8 provérbios sobre a floresta e o que nos transmitem

Condensam observações, saberes antigos, experiências práticas ou lições de vida e são, normalmente, expressões curtas com significados que vão muito para além do seu sentido literal. Falamos dos ditados e, neste caso, dos provérbios sobre a floresta, que se tornaram parte da nossa cultura e sabedoria popular.

Quem vive nas cidades talvez não conheça muitos provérbios sobre a floresta, mas há uma série de frases e ditados que, de tanto repetidas, se tornaram parte deste património oral, transmitido de geração em geração.
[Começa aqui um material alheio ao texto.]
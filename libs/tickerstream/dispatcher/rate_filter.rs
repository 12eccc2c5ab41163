use crate::connection::TickerStream;
use futures::{future, StreamExt};

/// Per-consumer throttle on tick timestamps
///
/// The first tick always passes; later ticks pass once at least
/// `rate_millis` have elapsed (in exchange time) since the last one that
/// passed. A rate of zero passes everything.
#[derive(Debug, Clone)]
pub struct RateFilter {
    rate_millis: i64,
    last_passed: Option<i64>,
}

impl RateFilter {
    pub fn new(rate_millis: u64) -> Self {
        Self {
            rate_millis: i64::try_from(rate_millis).unwrap_or(i64::MAX),
            last_passed: None,
        }
    }

    pub fn admit(&mut self, timestamp: i64) -> bool {
        let pass = match self.last_passed {
            None => true,
            Some(_) if self.rate_millis == 0 => true,
            Some(last) => timestamp.saturating_sub(last) >= self.rate_millis,
        };
        if pass {
            self.last_passed = Some(timestamp);
        }
        pass
    }
}

/// Wrap `stream` in a [`RateFilter`]
pub fn rate_limited(stream: TickerStream, rate_millis: u64) -> TickerStream {
    if rate_millis == 0 {
        return stream;
    }

    let mut filter = RateFilter::new(rate_millis);
    Box::pin(stream.filter(move |ticker| future::ready(filter.admit(ticker.timestamp))))
}
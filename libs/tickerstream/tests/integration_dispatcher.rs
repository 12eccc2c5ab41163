//! End-to-end tests: Dispatcher -> Connection -> hypersockets -> mock exchange

mod common;

use common::MockBinanceServer;
use futures::StreamExt;
use std::time::Duration;
use tickerstream::{Dispatcher, Exchange, FeedConfig};
use tokio::time::timeout;

fn config_for(server: &MockBinanceServer) -> FeedConfig {
    let mut config = FeedConfig::default();
    config.exchanges.binance.url = server.ws_url();
    config
}

#[tokio::test]
async fn test_ticks_flow_through_rate_filter() {
    let server = MockBinanceServer::start(vec![0, 100, 400, 500, 1000]).await;
    let dispatcher = Dispatcher::new(config_for(&server)).unwrap();

    let stream = dispatcher.watch("ba", "btcusdt", 500).unwrap();
    let timestamps: Vec<i64> = timeout(
        Duration::from_secs(5),
        stream.take(3).map(|ticker| ticker.timestamp).collect::<Vec<_>>(),
    )
    .await
    .expect("timed out waiting for ticks");
    verbose_println!("  Received {:?}", timestamps);

    assert_eq!(timestamps, vec![0, 500, 1000]);

    let received = server.received();
    assert_eq!(
        received[0],
        r#"{"method":"SUBSCRIBE","params":["btcusdt@miniTicker"],"id":1}"#
    );
    assert!(server.wait_for(|frame| frame == "pong").await, "ping was not answered");
}

#[tokio::test]
async fn test_two_consumers_share_one_subscription() {
    let server = MockBinanceServer::start(vec![1, 2, 3]).await;
    let dispatcher = Dispatcher::new(config_for(&server)).unwrap();

    let first = dispatcher.watch("ba", "ETHUSDT", 0).unwrap();
    let second = dispatcher.watch("ba", "ethusdt", 0).unwrap();

    let (a, b) = timeout(Duration::from_secs(5), async {
        let a: Vec<i64> = first.take(3).map(|t| t.timestamp).collect().await;
        let b: Vec<i64> = second.take(3).map(|t| t.timestamp).collect().await;
        (a, b)
    })
    .await
    .expect("timed out waiting for ticks");

    assert_eq!(a, vec![1, 2, 3]);
    assert_eq!(a, b);

    let subscribes = server
        .received()
        .iter()
        .filter(|frame| frame.contains("\"SUBSCRIBE\""))
        .count();
    assert_eq!(subscribes, 1);
}

#[tokio::test]
async fn test_idle_consumer_is_unsubscribed_and_transport_closed() {
    let server = MockBinanceServer::start(vec![1]).await;
    let mut config = config_for(&server);
    config.timing.sweep_interval_ms = 50;
    config.timing.watching_idle_ms = 100;
    config.timing.connection_idle_ms = 100;
    let dispatcher = Dispatcher::new(config).unwrap();

    let mut stream = dispatcher.watch("ba", "BTCUSDT", 0).unwrap();
    let first = timeout(Duration::from_secs(5), stream.next()).await.unwrap();
    assert_eq!(first.map(|t| t.symbol), Some("BTCUSDT".to_string()));
    drop(stream);

    assert!(
        server.wait_for(|frame| frame.contains("\"UNSUBSCRIBE\"")).await,
        "no unsubscribe sent"
    );
    assert!(server.wait_for(|frame| frame == "<closed>").await, "transport not closed");

    let connection = dispatcher.connection(Exchange::Binance).unwrap();
    for _ in 0..100 {
        if !connection.snapshot().has_transport {
            break;
        }
        tokio::time::sleep(Duration::from_millis(20)).await;
    }
    let snapshot = connection.snapshot();
    assert!(!snapshot.has_transport);
    assert!(!snapshot.ready);
    assert!(snapshot.entries.is_empty());
}

#[tokio::test]
async fn test_unreachable_exchange_yields_no_ticks() {
    let mut config = FeedConfig::default();
    config.exchanges.binance.url = "ws://127.0.0.1:1".to_string();
    let dispatcher = Dispatcher::new(config).unwrap();

    let mut stream = dispatcher.watch("ba", "BTCUSDT", 0).unwrap();
    assert!(timeout(Duration::from_millis(300), stream.next()).await.is_err());

    let connection = dispatcher.connection(Exchange::Binance).unwrap();
    for _ in 0..100 {
        if !connection.snapshot().has_transport {
            break;
        }
        tokio::time::sleep(Duration::from_millis(20)).await;
    }
    let snapshot = connection.snapshot();
    assert!(!snapshot.has_transport);
    assert_eq!(snapshot.entries.len(), 1);
}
Não se sabe quem os disse pela primeira vez, nem em que contexto, mas todos estes provérbios trazem consigo ideias que nos convidam a refletir para além da floresta, sendo metáforas de força, resistência ou verticalidade.

Eis oito destes provérbios sobre a floresta, numa seleção de José Neiva Vieira, um apaixonado e divulgador da floresta e da história florestal que, além de ter dedicado a sua vida profissional aos Serviços Florestais em Portugal, colecionou conhecimentos e memórias, criando um imenso acervo particular com estes e muitos outros registos da cultura florestal nas suas diferentes dimensões.

Tome nota e descubra os seus significados.

“O maior carvalho saiu de uma bolota”

A bolota é tão pequena que pode parecer insignificante, mas guarda em si o potencial de uma grande árvore.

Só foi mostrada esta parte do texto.